Friday, May 1, 2009

Red Tulips

Red Tulips
Although tulips are associated with Holland, both the flower and its name originated in the Persian Empire. The tulip is actually not a Dutch flower as many people tend to believe. The tulip, or "Laleh" as it's called in Persian, is a flower indigenous to Iran, Afghanistan, Turkey and other parts of Central Asia. A Dutch ambassador in Turkey in the 16th century, who was also a great floral enthusiast, Ogier Ghiselin de Busbecq, got their very names because of their Persian origins. Tulips were brought to Europe in the 16th century; the word tulip, which earlier in English appeared in such forms as tulipa or tulipant, came to us by way of French tulipe and its obsolete form tulipan or by way of Modern Latin tulīpa, from Ottoman Turkish tülbend, "muslin, gauze." (The English word turban, first recorded in English in the 16th century, can also be traced to Ottoman Turkish tülbend.) The Turkish word for gauze, with which turbans can be wrapped, seems to have been used for the flower because a fully opened tulip was thought to resemble a turban.
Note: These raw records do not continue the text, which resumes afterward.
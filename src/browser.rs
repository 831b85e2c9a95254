use anyhow::{anyhow, Result};
use async_trait::async_trait;
use base64::{engine::general_purpose::STANDARD, Engine};
use chromiumoxide::browser::Browser as OxideBrowser;
use chromiumoxide::cdp::browser_protocol::emulation::SetDeviceMetricsOverrideParams;
use chromiumoxide::cdp::browser_protocol::input::{
    DispatchKeyEventParams, DispatchKeyEventType, DispatchMouseEventParams, DispatchMouseEventType,
    InsertTextParams, MouseButton,
};
use chromiumoxide::cdp::browser_protocol::page::CaptureScreenshotFormat;
use chromiumoxide::layout::Point as CdpPoint;
use chromiumoxide::page::{Page, ScreenshotParams};
use futures::StreamExt;
use std::path::PathBuf;
use std::time::Duration;
use tokio::task::JoinHandle;
use tokio::time::sleep;
use tracing::warn;

use crate::action::Point;
use crate::agent::{AgentError, Computer};
use crate::cua::Environment;

#[derive(Clone)]
pub struct BrowserConfig {
    pub headless: bool,
    pub user_agent: Option<String>,
    pub viewport: (u32, u32),
    pub start_url: String,
}

impl Default for BrowserConfig {
    fn default() -> Self {
        Self {
            headless: true,
            user_agent: None,
            viewport: (1280, 800),
            start_url: "about:blank".into(),
        }
    }
}

/// Chromium page driven over the DevTools protocol.
pub struct ChromiumComputer {
    page: Page,
    viewport: (u32, u32),
    _browser: OxideBrowser,
    _handler: JoinHandle<()>,
}

impl ChromiumComputer {
    pub async fn launch(cfg: BrowserConfig) -> Result<Self> {
        let mut builder = chromiumoxide::browser::BrowserConfig::builder();
        if !cfg.headless {
            builder = builder.with_head();
        }
        // A fresh profile per launch avoids Chromium's profile lock on quick restarts.
        let mut profile_dir: PathBuf = std::env::temp_dir();
        profile_dir.push(format!("glass-desk-profile-{}-{}", std::process::id(), nanoid::nanoid!(6)));
        builder = builder
            .user_data_dir(profile_dir)
            .window_size(cfg.viewport.0, cfg.viewport.1)
            .arg("--no-first-run")
            .arg("--no-default-browser-check");
        let bcfg = builder.build().map_err(|e| anyhow!(e))?;
        let (browser, mut handler) = OxideBrowser::launch(bcfg).await?;
        let handle = tokio::spawn(async move { while handler.next().await.is_some() {} });
        let page = browser.new_page(cfg.start_url.as_str()).await?;
        Self::prepare(page, browser, handle, &cfg).await
    }

    /// Attaches to a running Chromium through its DevTools websocket URL.
    pub async fn connect(ws_url: &str, cfg: BrowserConfig) -> Result<Self> {
        let (browser, mut handler) = OxideBrowser::connect(ws_url).await?;
        let handle = tokio::spawn(async move { while handler.next().await.is_some() {} });
        let page = match browser.pages().await?.into_iter().next() {
            Some(page) => page,
            None => browser.new_page(cfg.start_url.as_str()).await?,
        };
        Self::prepare(page, browser, handle, &cfg).await
    }

    async fn prepare(page: Page, browser: OxideBrowser, handle: JoinHandle<()>, cfg: &BrowserConfig) -> Result<Self> {
        if let Some(ua) = &cfg.user_agent {
            page.set_user_agent(ua.clone()).await?;
        }
        let computer = Self { page, viewport: cfg.viewport, _browser: browser, _handler: handle };
        computer.apply_viewport().await?;
        Ok(computer)
    }

    // Screenshots fail with "0 width" until a viewport is set explicitly.
    async fn apply_viewport(&self) -> Result<()> {
        let metrics = SetDeviceMetricsOverrideParams::builder()
            .width(self.viewport.0 as i64)
            .height(self.viewport.1 as i64)
            .device_scale_factor(1.0)
            .mobile(false)
            .build()
            .map_err(|e| anyhow!(e))?;
        self.page.execute(metrics).await?;
        Ok(())
    }

    async fn mouse(&self, kind: DispatchMouseEventType, x: i64, y: i64, button: MouseButton, clicks: i64) -> Result<()> {
        let buttons = if kind == DispatchMouseEventType::MouseReleased { 0 } else { button_mask(&button) };
        let params = DispatchMouseEventParams::builder()
            .r#type(kind)
            .x(x as f64)
            .y(y as f64)
            .button(button)
            .buttons(buttons)
            .click_count(clicks)
            .build()
            .map_err(|e| anyhow!(e))?;
        self.page.execute(params).await?;
        Ok(())
    }

    async fn press_release(&self, x: i64, y: i64, button: MouseButton, clicks: i64) -> Result<()> {
        self.page.move_mouse(CdpPoint { x: x as f64, y: y as f64 }).await?;
        self.mouse(DispatchMouseEventType::MousePressed, x, y, button.clone(), clicks).await?;
        self.mouse(DispatchMouseEventType::MouseReleased, x, y, button, clicks).await
    }

    async fn key(&self, kind: DispatchKeyEventType, key: &DomKey, modifiers: i64) -> Result<()> {
        let mut params = DispatchKeyEventParams::builder()
            .r#type(kind.clone())
            .key(key.key.clone())
            .code(key.code.clone())
            .windows_virtual_key_code(key.vk)
            .modifiers(modifiers);
        if kind == DispatchKeyEventType::KeyDown {
            if let Some(text) = &key.text {
                params = params.text(text.clone());
            }
        }
        self.page.execute(params.build().map_err(|e| anyhow!(e))?).await?;
        Ok(())
    }

    async fn chord(&self, keys: &[String]) -> Result<()> {
        let mapped: Vec<DomKey> = keys.iter().map(|k| dom_key(k)).collect();
        let modifiers = mapped.iter().map(|k| k.modifier).fold(0, |acc, m| acc | m);
        for k in &mapped {
            self.key(DispatchKeyEventType::KeyDown, k, modifiers).await?;
        }
        for k in mapped.iter().rev() {
            self.key(DispatchKeyEventType::KeyUp, k, modifiers).await?;
        }
        Ok(())
    }

    async fn type_lines(&self, text: &str) -> Result<()> {
        for (i, line) in text.split('\n').enumerate() {
            if i > 0 {
                self.chord(&["ENTER".to_string()]).await?;
            }
            if !line.is_empty() {
                self.page.execute(InsertTextParams::new(line)).await?;
            }
        }
        Ok(())
    }

    async fn wheel(&self, x: i64, y: i64, dx: i64, dy: i64) -> Result<()> {
        let params = DispatchMouseEventParams::builder()
            .r#type(DispatchMouseEventType::MouseWheel)
            .x(x as f64)
            .y(y as f64)
            .delta_x(dx as f64)
            .delta_y(dy as f64)
            .build()
            .map_err(|e| anyhow!(e))?;
        self.page.execute(params).await?;
        Ok(())
    }

    async fn drag_path(&self, path: &[Point]) -> Result<()> {
        let Some((start, rest)) = path.split_first() else {
            return Ok(());
        };
        self.page.move_mouse(CdpPoint { x: start.x as f64, y: start.y as f64 }).await?;
        self.mouse(DispatchMouseEventType::MousePressed, start.x, start.y, MouseButton::Left, 1).await?;
        for p in rest {
            self.mouse(DispatchMouseEventType::MouseMoved, p.x, p.y, MouseButton::Left, 0).await?;
        }
        let end = rest.last().unwrap_or(start);
        self.mouse(DispatchMouseEventType::MouseReleased, end.x, end.y, MouseButton::Left, 1).await
    }

    async fn capture(&self) -> Result<Vec<u8>> {
        let params = ScreenshotParams::builder().format(CaptureScreenshotFormat::Png).build();
        Ok(self.page.screenshot(params).await?)
    }
}

fn exec_err(e: anyhow::Error) -> AgentError {
    AgentError::Execution(format!("{e:#}"))
}

#[async_trait]
impl Computer for ChromiumComputer {
    fn environment(&self) -> Environment {
        Environment::Browser
    }

    fn dimensions(&self) -> (u32, u32) {
        self.viewport
    }

    async fn screenshot(&self) -> Result<String, AgentError> {
        let bytes = match self.capture().await {
            Ok(bytes) => bytes,
            Err(e) if needs_viewport_reset(&e) => {
                // Force the viewport and retry once
                if let Err(e) = self.apply_viewport().await {
                    warn!(error = %e, "viewport reset failed");
                }
                sleep(Duration::from_millis(50)).await;
                match self.capture().await {
                    Ok(bytes) => bytes,
                    Err(e) => {
                        warn!(error = %e, "screenshot failed after viewport reset");
                        return Ok(String::new());
                    }
                }
            }
            Err(e) => {
                warn!(error = %e, "screenshot failed");
                return Ok(String::new());
            }
        };
        Ok(STANDARD.encode(bytes))
    }

    async fn click(&self, x: i64, y: i64, button: &str) -> Result<(), AgentError> {
        self.press_release(x, y, mouse_button(button), 1).await.map_err(exec_err)
    }

    async fn double_click(&self, x: i64, y: i64) -> Result<(), AgentError> {
        self.press_release(x, y, MouseButton::Left, 1).await.map_err(exec_err)?;
        self.press_release(x, y, MouseButton::Left, 2).await.map_err(exec_err)
    }

    async fn type_text(&self, text: &str) -> Result<(), AgentError> {
        self.type_lines(text).await.map_err(exec_err)
    }

    async fn keypress(&self, keys: &[String]) -> Result<(), AgentError> {
        self.chord(keys).await.map_err(exec_err)
    }

    async fn scroll(&self, x: i64, y: i64, scroll_x: i64, scroll_y: i64) -> Result<(), AgentError> {
        self.page
            .move_mouse(CdpPoint { x: x as f64, y: y as f64 })
            .await
            .map_err(|e| exec_err(e.into()))?;
        self.wheel(x, y, scroll_x, scroll_y).await.map_err(exec_err)
    }

    async fn drag(&self, path: &[Point]) -> Result<(), AgentError> {
        self.drag_path(path).await.map_err(exec_err)
    }

    async fn move_mouse(&self, x: i64, y: i64) -> Result<(), AgentError> {
        self.page
            .move_mouse(CdpPoint { x: x as f64, y: y as f64 })
            .await
            .map_err(|e| exec_err(e.into()))?;
        Ok(())
    }

    async fn current_url(&self) -> Result<Option<String>, AgentError> {
        self.page.url().await.map_err(|e| exec_err(e.into()))
    }
}

// Chromium reports a collapsed viewport as "0 width" or "0 height".
fn needs_viewport_reset(err: &anyhow::Error) -> bool {
    let msg = err.to_string();
    msg.contains("0 width") || msg.contains("0 height")
}

fn mouse_button(name: &str) -> MouseButton {
    match name {
        "right" => MouseButton::Right,
        "middle" | "wheel" => MouseButton::Middle,
        "back" => MouseButton::Back,
        "forward" => MouseButton::Forward,
        _ => MouseButton::Left,
    }
}

fn button_mask(button: &MouseButton) -> i64 {
    match button {
        MouseButton::Left => 1,
        MouseButton::Right => 2,
        MouseButton::Middle => 4,
        MouseButton::Back => 8,
        MouseButton::Forward => 16,
        _ => 0,
    }
}

/// DOM key description for one logical key name.
#[derive(Clone, Debug, PartialEq, Eq)]
pub struct DomKey {
    pub key: String,
    pub code: String,
    pub vk: i64,
    pub text: Option<String>,
    /// CDP modifier bit (Alt=1, Ctrl=2, Meta=4, Shift=8); 0 for other keys.
    pub modifier: i64,
}

pub fn dom_key(name: &str) -> DomKey {
    let named = |key: &str, code: &str, vk: i64, modifier: i64| DomKey {
        key: key.into(),
        code: code.into(),
        vk,
        text: None,
        modifier,
    };
    match name.to_ascii_uppercase().as_str() {
        "ENTER" | "RETURN" => DomKey { text: Some("\r".into()), ..named("Enter", "Enter", 13, 0) },
        "TAB" => named("Tab", "Tab", 9, 0),
        "ESC" | "ESCAPE" => named("Escape", "Escape", 27, 0),
        "SPACE" => DomKey { text: Some(" ".into()), ..named(" ", "Space", 32, 0) },
        "BACKSPACE" => named("Backspace", "Backspace", 8, 0),
        "DELETE" => named("Delete", "Delete", 46, 0),
        "LEFT" | "ARROWLEFT" => named("ArrowLeft", "ArrowLeft", 37, 0),
        "UP" | "ARROWUP" => named("ArrowUp", "ArrowUp", 38, 0),
        "RIGHT" | "ARROWRIGHT" => named("ArrowRight", "ArrowRight", 39, 0),
        "DOWN" | "ARROWDOWN" => named("ArrowDown", "ArrowDown", 40, 0),
        "HOME" => named("Home", "Home", 36, 0),
        "END" => named("End", "End", 35, 0),
        "PAGEUP" => named("PageUp", "PageUp", 33, 0),
        "PAGEDOWN" => named("PageDown", "PageDown", 34, 0),
        "ALT" | "OPTION" => named("Alt", "AltLeft", 18, 1),
        "CTRL" | "CONTROL" => named("Control", "ControlLeft", 17, 2),
        "META" | "SUPER" | "CMD" | "WIN" => named("Meta", "MetaLeft", 91, 4),
        "SHIFT" => named("Shift", "ShiftLeft", 16, 8),
        _ => {
            let mut chars = name.chars();
            match (chars.next(), chars.next()) {
                (Some(c), None) => {
                    let upper = c.to_ascii_uppercase();
                    let code = if upper.is_ascii_alphabetic() {
                        format!("Key{upper}")
                    } else if upper.is_ascii_digit() {
                        format!("Digit{upper}")
                    } else {
                        String::new()
                    };
                    DomKey {
                        key: name.into(),
                        code,
                        vk: if upper.is_ascii_alphanumeric() { upper as i64 } else { 0 },
                        text: Some(name.into()),
                        modifier: 0,
                    }
                }
                _ => named(name, name, 0, 0),
            }
        }
    }
}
Tulips cannot be grown in the open in tropical climates, as they require a cold winter season to grow successfully. Manipulation of the tulip's growing temperature can, however, allow growers to "force" tulips to flower earlier than they normally would. Some historical cultivars have had a striped, "feathered", "flamed", or variegated flower, as in the illustration below. While some modern varieties also display multicoloured patterns, this results from a natural change in the upper and lower layers of pigment in the tulip flower. Historical variegated varieties - such as those admired in the Dutch tulipomania gained their delicately feathered patterns from an infection with Tulip Breaking potyvirus. The mosaic virus is carried by green peach aphids, Myzus persicae, an insect common in European gardens of the seventeenth century, in which peach trees were often a prominent feature. While the virus produces fantastically beautiful flowers, it also causes the plant to sicken and die slowly. Today, it has been almost completely eradicated from growers' fields. The Black Tulip was the title of a historical romance by Alexandre Dumas, père (1850), in which the city of Haarlem has a reward outstanding for the first grower who can produce a truly black tulip. This fascination with growing a black tulip, a biologically impossible task, was historically accurate to the tulipomania in which the novel is set. Tulips can be grown in either of two ways: through offsets or seed. Being genetic clones of the parent plant, offsets are the only way to enlarge the stock of a given tulip cultivar. By contrast, tulips do not come true from seed; the mixing of genes between parent tulips is very unpredictable. A tulip grown from seed will usually bear only a passing resemblance to the flower from which the seeds were taken. This makes for great potential in breeding new tulip flowers, and great variation in the wild. However, tulip growers must be patient: offsets often take at least a year to grow to sufficient size to flower, and a tulip grown from seed will not flower for anywhere between five and seven years after planting. "Broken" tulips (tulips affected by the mosaic virus) will occasionally revert to plain "breeder" colouring, but usually maintain their colourful, infected state when grown from offsets.